### WHAT THE TASK REQUIRES:
Two lines in the listing below mark the span: one contains "async fn main()" and one contains "agent_factory(&catalog, &agent_file, AnswerFormat::PlainText)". Reproduce both of them and everything between, exactly.

### RECORDED DATA:
//! Turns configuration files into live agents.

use crate::config::{AgentFile, ConfigError, ModelsFile};
use cairn_agent::tools::{AgentFactory, AgentTool};
use cairn_agent::{Agent, AgentConfig, AgentError, AnswerFormat};
use cairn_model_providers::OpenAiProvider;
use cairn_models::ModelRegistry;
use cairn_models::llm::{Llm, UsageCounter};
use cairn_tools::Tool;
use cairn_tools::builtin::{ListDirectoryTool, ReadFileTool, TimeTool};
use std::collections::BTreeMap;
use std::sync::Arc;

/// The configured models, one provider per entry, sharing a usage counter.
#[derive(Debug)]
pub struct ModelCatalog {
    registry: ModelRegistry,
    names: BTreeMap<String, String>,
    usage: UsageCounter,
}

impl ModelCatalog {
    /// Registers a provider for every entry of `file`.
    ///
    /// # Errors
    ///
    /// Returns [`ConfigError::MissingApiKey`] for an entry with no usable key.
    pub fn from_file(file: &ModelsFile) -> Result<Self, ConfigError> {
        let usage = UsageCounter::new();
        let mut registry = ModelRegistry::new().with_usage_counter(usage.clone());
        let mut names = BTreeMap::new();

        for (model, entry) in &file.models {
            let mut provider = OpenAiProvider::new(entry.api_key(model)?);
            if !entry.url.is_empty() {
                provider = provider.with_base_url(&entry.url);
            }
            tracing::debug!(%model, base_url = provider.base_url(), name = %entry.name, "model registered");
            registry.register(model.clone(), Arc::new(provider));
            names.insert(model.clone(), entry.name.clone());
        }

        Ok(Self {
            registry,
            names,
            usage,
        })
    }

    /// Returns a handle to the model configured under `model`.
    ///
    /// # Errors
    ///
    /// Returns [`ConfigError::UnknownModel`] if no such entry exists.
    pub fn llm(&self, model: &str) -> Result<Llm, ConfigError> {
        let name = self
            .names
            .get(model)
            .ok_or_else(|| ConfigError::UnknownModel(model.to_string()))?;
        Ok(self.registry.llm(format!("{model}/{name}"))?)
    }

    /// Returns the counter every model call is recorded in.
    #[must_use]
    pub fn usage(&self) -> &UsageCounter {
        &self.usage
    }
}

/// Builds a factory for the agent described by `file`.
///
/// Tools, including sub-agent tools, are created once and shared by every
/// agent the factory builds. Sub-agents always give structured answers;
/// `format` applies to this agent only. The factory is tried once here so
/// configuration errors surface immediately.
///
/// # Errors
///
/// Fails on an unknown model or an agent that cannot be built.
pub fn agent_factory(
    catalog: &ModelCatalog,
    file: &AgentFile,
    format: AnswerFormat,
) -> Result<AgentFactory, ConfigError> {
    let llm = catalog.llm(&file.model_name)?;

    let mut tools: Vec<Arc<dyn Tool>> = vec![Arc::new(TimeTool)];
    if file.view_files {
        tools.push(Arc::new(ListDirectoryTool));
        tools.push(Arc::new(ReadFileTool));
    }
    for sub in &file.sub_agents {
        let factory = agent_factory(catalog, sub, AnswerFormat::Structured)?;
        tools.push(Arc::new(AgentTool::new(
            &sub.agent_name,
            sub.agent_description.clone(),
            factory,
        )));
    }

    let config = AgentConfig {
        personality: file.personality.clone(),
        scenarios: file.scenarios.clone(),
        answer_format: format,
        max_steps: file.max_steps,
        ..AgentConfig::default()
    };

    let factory: AgentFactory = Arc::new(move || {
        Ok::<_, AgentError>(
            Agent::builder()
                .llm(llm.clone())
                .config(config.clone())
                .tools(tools.iter().cloned())
                .build()?,
        )
    });

    factory()?;

    Ok(factory)
}

#[cfg(test)]
mod tests {
    use super::*;
    use crate::config::ModelEntry;

    fn catalog() -> ModelCatalog {
        let file = ModelsFile {
            models: BTreeMap::from([(
                "fast".to_string(),
                ModelEntry {
                    url: "http://localhost:9/v1".to_string(),
                    name: "tiny".to_string(),
                    key: "sk-test".to_string(),
                },
            )]),
        };
        ModelCatalog::from_file(&file).unwrap()
    }

    #[test]
    fn resolves_configured_model() {
        let llm = catalog().llm("fast").unwrap();
        assert_eq!(llm.model_name(), "tiny");
    }

    #[test]
    fn unknown_model_is_reported() {
        let err = catalog().llm("slow").unwrap_err();
        assert_eq!(err.to_string(), "could not find model for 'slow'");
    }

    #[test]
    fn sub_agents_become_tools() {
        let file = AgentFile {
            model_name: "fast".to_string(),
            view_files: true,
            sub_agents: vec![AgentFile {
                agent_name: "researcher".to_string(),
                agent_description: vec!["Finds things.".to_string()],
                model_name: "fast".to_string(),
                ..AgentFile::default()
            }],
            ..AgentFile::default()
        };

        let factory = agent_factory(&catalog(), &file, AnswerFormat::PlainText).unwrap();
        let agent = factory().unwrap();

        assert_eq!(
            agent.tools().names(),
            ["get_time", "list_directory", "read_file", "researcher"]
        );
    }

    #[test]
    fn clashing_sub_agent_name_fails_early() {
        let file = AgentFile {
            model_name: "fast".to_string(),
            sub_agents: vec![AgentFile {
                agent_name: "get_time".to_string(),
                model_name: "fast".to_string(),
                ..AgentFile::default()
            }],
            ..AgentFile::default()
        };

        match agent_factory(&catalog(), &file, AnswerFormat::Structured) {
            Err(ConfigError::Agent(AgentError::Build(_))) => {}
            Err(other) => panic!("expected a build error, got {other:?}"),
            Ok(_) => panic!("clashing tool names were accepted"),
        }
    }
}
//! JSON configuration files read by the CLI.
//!
//! Two files describe a session. The models file maps a short model name to
//! an OpenAI-compatible endpoint:
//!
//! ```json
//! { "models": { "fast": { "url": "https://api.openai.com/v1", "name": "gpt-4o-mini", "key": "" } } }
//! ```
//!
//! The agent file describes the agent tree. Every field is optional:
//!
//! ```json
//! {
//!   "agent_name": "assistant",
//!   "agent_description": ["General helper."],
//!   "personality": "You are friendly.",
//!   "model_name": "fast",
//!   "view_files": true,
//!   "max_steps": 10,
//!   "scenarios": { "lost": { "headline": "User is lost", "takeaways": ["Start from the README"] } },
//!   "sub_agents": [ { "agent_name": "researcher", "model_name": "fast" } ]
//! }
//! ```

use cairn_agent::Scenario;
use serde::de::DeserializeOwned;
use serde::{Deserialize, Serialize};
use std::collections::BTreeMap;
use std::path::{Path, PathBuf};

/// Environment variable consulted when a model entry has no key.
pub const API_KEY_ENV: &str = "OPENAI_API_KEY";

/// Errors loading or resolving configuration.
#[derive(Debug, thiserror::Error)]
pub enum ConfigError {
    /// A configuration file could not be read.
    #[error("failed to read {}: {source}", path.display())]
    Read {
        /// The file.
        path: PathBuf,
        /// The I/O failure.
        source: std::io::Error,
    },

    /// A configuration file is not valid JSON for its schema.
    #[error("failed to parse {}: {source}", path.display())]
    Parse {
        /// The file.
        path: PathBuf,
        /// The decoding failure.
        source: serde_json::Error,
    },

    /// An agent names a model missing from the models file.
    #[error("could not find model for '{0}'")]
    UnknownModel(String),

    /// A model has no key and the fallback variable is unset.
    #[error("model '{0}' has no key and {API_KEY_ENV} is not set")]
    MissingApiKey(String),

    /// The agent tree could not be built.
    #[error(transparent)]
    Agent(#[from] cairn_agent::AgentError),

    /// A model handle could not be created.
    #[error(transparent)]
    Model(#[from] cairn_models::error::ModelLookupError),
}

/// The models file.
#[derive(Debug, Clone, Default, PartialEq, Eq, Serialize, Deserialize)]
#[serde(default)]
pub struct ModelsFile {
    /// Models by the short name agents refer to them with.
    pub models: BTreeMap<String, ModelEntry>,
}

/// One OpenAI-compatible model endpoint.
#[derive(Debug, Clone, Default, PartialEq, Eq, Serialize, Deserialize)]
#[serde(default)]
pub struct ModelEntry {
    /// Base URL of the API. Empty means the public `OpenAI` endpoint.
    pub url: String,
    /// Model name sent to the API.
    pub name: String,
    /// API key. Empty means use [`API_KEY_ENV`].
    pub key: String,
}

impl ModelEntry {
    /// Returns the API key, falling back to the environment.
    ///
    /// # Errors
    ///
    /// Returns [`ConfigError::MissingApiKey`] if neither is set.
    pub fn api_key(&self, model: &str) -> Result<String, ConfigError> {
        if !self.key.is_empty() {
            return Ok(self.key.clone());
        }
        std::env::var(API_KEY_ENV)
            .ok()
            .filter(|key| !key.is_empty())
            .ok_or_else(|| ConfigError::MissingApiKey(model.to_string()))
    }
}

/// The agent file; sub-agents nest recursively.
#[derive(Debug, Clone, Default, PartialEq, Serialize, Deserialize)]
#[serde(default)]
pub struct AgentFile {
    /// Name used for the tool when this agent is a sub-agent.
    pub agent_name: String,
    /// Description lines of that tool.
    pub agent_description: Vec<String>,
    /// Personality placed in the system prompt.
    pub personality: String,
    /// Key into [`ModelsFile::models`].
    pub model_name: String,
    /// Agents exposed to this one as tools.
    pub sub_agents: Vec<AgentFile>,
    /// Whether to give the agent `list_directory` and `read_file`.
    pub view_files: bool,
    /// Scenarios by key.
    pub scenarios: BTreeMap<String, Scenario>,
    /// Step cap per task.
    pub max_steps: Option<usize>,
}

/// Reads and decodes a JSON file.
///
/// # Errors
///
/// Returns [`ConfigError::Read`] or [`ConfigError::Parse`].
pub fn load_json<T: DeserializeOwned>(path: impl AsRef<Path>) -> Result<T, ConfigError> {
    let path = path.as_ref();
    let text = std::fs::read_to_string(path).map_err(|source| ConfigError::Read {
        path: path.to_path_buf(),
        source,
    })?;
    serde_json::from_str(&text).map_err(|source| ConfigError::Parse {
        path: path.to_path_buf(),
        source,
    })
}

#[cfg(test)]
mod tests {
    use super::*;

    #[test]
    fn agent_file_defaults_missing_fields() {
        let file: AgentFile = serde_json::from_str(r#"{"model_name":"fast"}"#).unwrap();
        assert_eq!(file.model_name, "fast");
        assert!(file.sub_agents.is_empty());
        assert!(!file.view_files);
        assert_eq!(file.max_steps, None);
    }

    #[test]
    fn nested_sub_agents_parse() {
        let file: AgentFile = serde_json::from_str(
            r#"{"agent_name":"top","sub_agents":[{"agent_name":"mid","sub_agents":[{"agent_name":"leaf"}]}]}"#,
        )
        .unwrap();
        assert_eq!(file.sub_agents[0].sub_agents[0].agent_name, "leaf");
    }

    #[test]
    fn explicit_key_wins() {
        let entry = ModelEntry {
            key: "sk-test".to_string(),
            ..ModelEntry::default()
        };
        assert_eq!(entry.api_key("fast").unwrap(), "sk-test");
    }
}
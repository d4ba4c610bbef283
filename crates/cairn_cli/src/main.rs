//! `cairn`: chat with an agent described by JSON config files.

use anyhow::Context;
use cairn_agent::AnswerFormat;
use cairn_cli::assemble::{ModelCatalog, agent_factory};
use cairn_cli::config::{AgentFile, ModelsFile, load_json};
use cairn_cli::{Args, repl};
use clap::Parser;
use tokio::io::BufReader;

#[tokio::main]
async fn main() -> anyhow::Result<()> {
    dotenvy::dotenv().ok();
    let args = Args::parse();

    args.logging().install().context("failed to set up logging")?;

    let models: ModelsFile = load_json(&args.models)?;
    let agent_file: AgentFile = load_json(&args.agent)?;

    let catalog = ModelCatalog::from_file(&models)?;
    let factory = agent_factory(&catalog, &agent_file, AnswerFormat::PlainText)
        .context("failed to assemble agent")?;
    let mut agent = factory()?;
    repl::attach_printing_hooks(&mut agent);

    repl::run(&mut agent, catalog.usage(), BufReader::new(tokio::io::stdin())).await?;
    Ok(())
}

### TASK RESPONSE:
async fn main() -> anyhow::Result<()> {
    dotenvy::dotenv().ok();
    let args = Args::parse();

    args.logging().install().context("failed to set up logging")?;

    let models: ModelsFile = load_json(&args.models)?;
    let agent_file: AgentFile = load_json(&args.agent)?;

    let catalog = ModelCatalog::from_file(&models)?;
    let factory = agent_factory(&catalog, &agent_file, AnswerFormat::PlainText)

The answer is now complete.